▶ Exercise instructions
Pick each line containing "concurrency" out of the records.

══ Records to process

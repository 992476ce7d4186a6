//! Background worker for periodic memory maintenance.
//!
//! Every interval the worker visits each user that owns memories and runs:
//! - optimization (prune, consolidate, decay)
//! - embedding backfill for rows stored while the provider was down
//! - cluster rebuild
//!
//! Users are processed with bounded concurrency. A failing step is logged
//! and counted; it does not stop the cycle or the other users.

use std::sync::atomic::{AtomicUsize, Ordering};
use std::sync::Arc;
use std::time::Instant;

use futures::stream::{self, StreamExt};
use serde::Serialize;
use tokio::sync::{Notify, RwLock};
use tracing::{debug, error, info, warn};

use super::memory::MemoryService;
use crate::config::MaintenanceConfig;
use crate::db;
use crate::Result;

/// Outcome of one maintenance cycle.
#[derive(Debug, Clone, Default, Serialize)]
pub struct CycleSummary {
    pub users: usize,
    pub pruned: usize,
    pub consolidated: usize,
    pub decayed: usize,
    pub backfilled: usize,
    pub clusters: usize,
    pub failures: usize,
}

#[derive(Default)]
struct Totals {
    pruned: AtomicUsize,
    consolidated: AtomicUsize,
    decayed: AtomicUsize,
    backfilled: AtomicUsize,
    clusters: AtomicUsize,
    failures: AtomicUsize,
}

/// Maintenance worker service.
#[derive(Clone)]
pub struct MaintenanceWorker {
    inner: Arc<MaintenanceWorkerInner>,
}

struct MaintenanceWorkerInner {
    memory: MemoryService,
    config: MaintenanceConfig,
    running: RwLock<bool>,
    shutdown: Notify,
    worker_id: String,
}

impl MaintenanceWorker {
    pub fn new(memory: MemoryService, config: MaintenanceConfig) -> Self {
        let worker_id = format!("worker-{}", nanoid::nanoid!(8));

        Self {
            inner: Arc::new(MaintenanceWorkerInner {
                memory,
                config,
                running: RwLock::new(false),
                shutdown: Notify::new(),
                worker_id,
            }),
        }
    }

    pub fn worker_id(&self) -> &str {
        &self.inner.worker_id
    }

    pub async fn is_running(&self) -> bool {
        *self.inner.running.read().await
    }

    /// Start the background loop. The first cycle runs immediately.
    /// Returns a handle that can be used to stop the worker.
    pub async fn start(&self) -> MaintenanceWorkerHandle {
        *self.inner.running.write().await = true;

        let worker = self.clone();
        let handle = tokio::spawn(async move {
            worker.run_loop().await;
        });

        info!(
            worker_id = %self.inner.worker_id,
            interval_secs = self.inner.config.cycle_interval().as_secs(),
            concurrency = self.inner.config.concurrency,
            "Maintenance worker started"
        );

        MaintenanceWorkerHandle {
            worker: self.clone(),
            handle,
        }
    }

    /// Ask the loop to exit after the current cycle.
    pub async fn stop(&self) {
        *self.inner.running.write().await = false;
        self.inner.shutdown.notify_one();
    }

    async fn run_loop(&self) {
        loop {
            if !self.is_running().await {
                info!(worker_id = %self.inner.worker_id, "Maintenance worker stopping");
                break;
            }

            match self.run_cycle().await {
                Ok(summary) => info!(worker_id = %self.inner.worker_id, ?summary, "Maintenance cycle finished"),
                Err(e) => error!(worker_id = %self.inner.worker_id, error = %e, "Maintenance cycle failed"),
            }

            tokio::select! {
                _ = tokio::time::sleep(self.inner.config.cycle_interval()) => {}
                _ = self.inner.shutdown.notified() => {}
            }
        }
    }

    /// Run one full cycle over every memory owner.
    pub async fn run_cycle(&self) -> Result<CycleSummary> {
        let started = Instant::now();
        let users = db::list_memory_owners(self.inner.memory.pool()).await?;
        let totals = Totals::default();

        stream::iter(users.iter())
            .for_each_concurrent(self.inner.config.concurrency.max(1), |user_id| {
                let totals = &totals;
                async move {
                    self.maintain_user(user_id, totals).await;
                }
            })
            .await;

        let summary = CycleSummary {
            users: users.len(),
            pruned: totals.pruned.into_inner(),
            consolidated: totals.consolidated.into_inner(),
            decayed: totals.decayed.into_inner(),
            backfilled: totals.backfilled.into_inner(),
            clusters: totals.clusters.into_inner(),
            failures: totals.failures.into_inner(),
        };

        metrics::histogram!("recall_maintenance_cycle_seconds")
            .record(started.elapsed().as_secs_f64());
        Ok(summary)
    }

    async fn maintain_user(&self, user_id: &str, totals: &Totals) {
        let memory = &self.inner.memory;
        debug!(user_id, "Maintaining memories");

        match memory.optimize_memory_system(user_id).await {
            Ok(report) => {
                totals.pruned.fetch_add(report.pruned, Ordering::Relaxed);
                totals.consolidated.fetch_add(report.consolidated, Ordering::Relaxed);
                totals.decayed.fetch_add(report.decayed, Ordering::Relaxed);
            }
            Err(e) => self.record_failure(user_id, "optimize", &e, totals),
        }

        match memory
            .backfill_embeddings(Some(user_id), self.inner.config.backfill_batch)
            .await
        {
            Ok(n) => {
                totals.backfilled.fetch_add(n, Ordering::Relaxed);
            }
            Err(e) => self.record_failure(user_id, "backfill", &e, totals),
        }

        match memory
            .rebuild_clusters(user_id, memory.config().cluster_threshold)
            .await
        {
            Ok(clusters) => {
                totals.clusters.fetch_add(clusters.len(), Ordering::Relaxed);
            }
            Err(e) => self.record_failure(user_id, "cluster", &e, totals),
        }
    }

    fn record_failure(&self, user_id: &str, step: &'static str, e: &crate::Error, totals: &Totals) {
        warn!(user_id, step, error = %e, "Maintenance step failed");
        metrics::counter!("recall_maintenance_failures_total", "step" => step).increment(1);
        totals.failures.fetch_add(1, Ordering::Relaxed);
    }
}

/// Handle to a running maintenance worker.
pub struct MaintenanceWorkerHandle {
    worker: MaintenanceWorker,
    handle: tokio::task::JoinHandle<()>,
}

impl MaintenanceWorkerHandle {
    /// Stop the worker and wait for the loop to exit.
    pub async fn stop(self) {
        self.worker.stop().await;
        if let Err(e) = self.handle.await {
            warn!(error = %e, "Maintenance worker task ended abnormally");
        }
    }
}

════

▶ Exercise response
//! Users are processed with bounded concurrency. A failing step is logged
            concurrency = self.inner.config.concurrency,
            .for_each_concurrent(self.inner.config.concurrency.max(1), |user_id| {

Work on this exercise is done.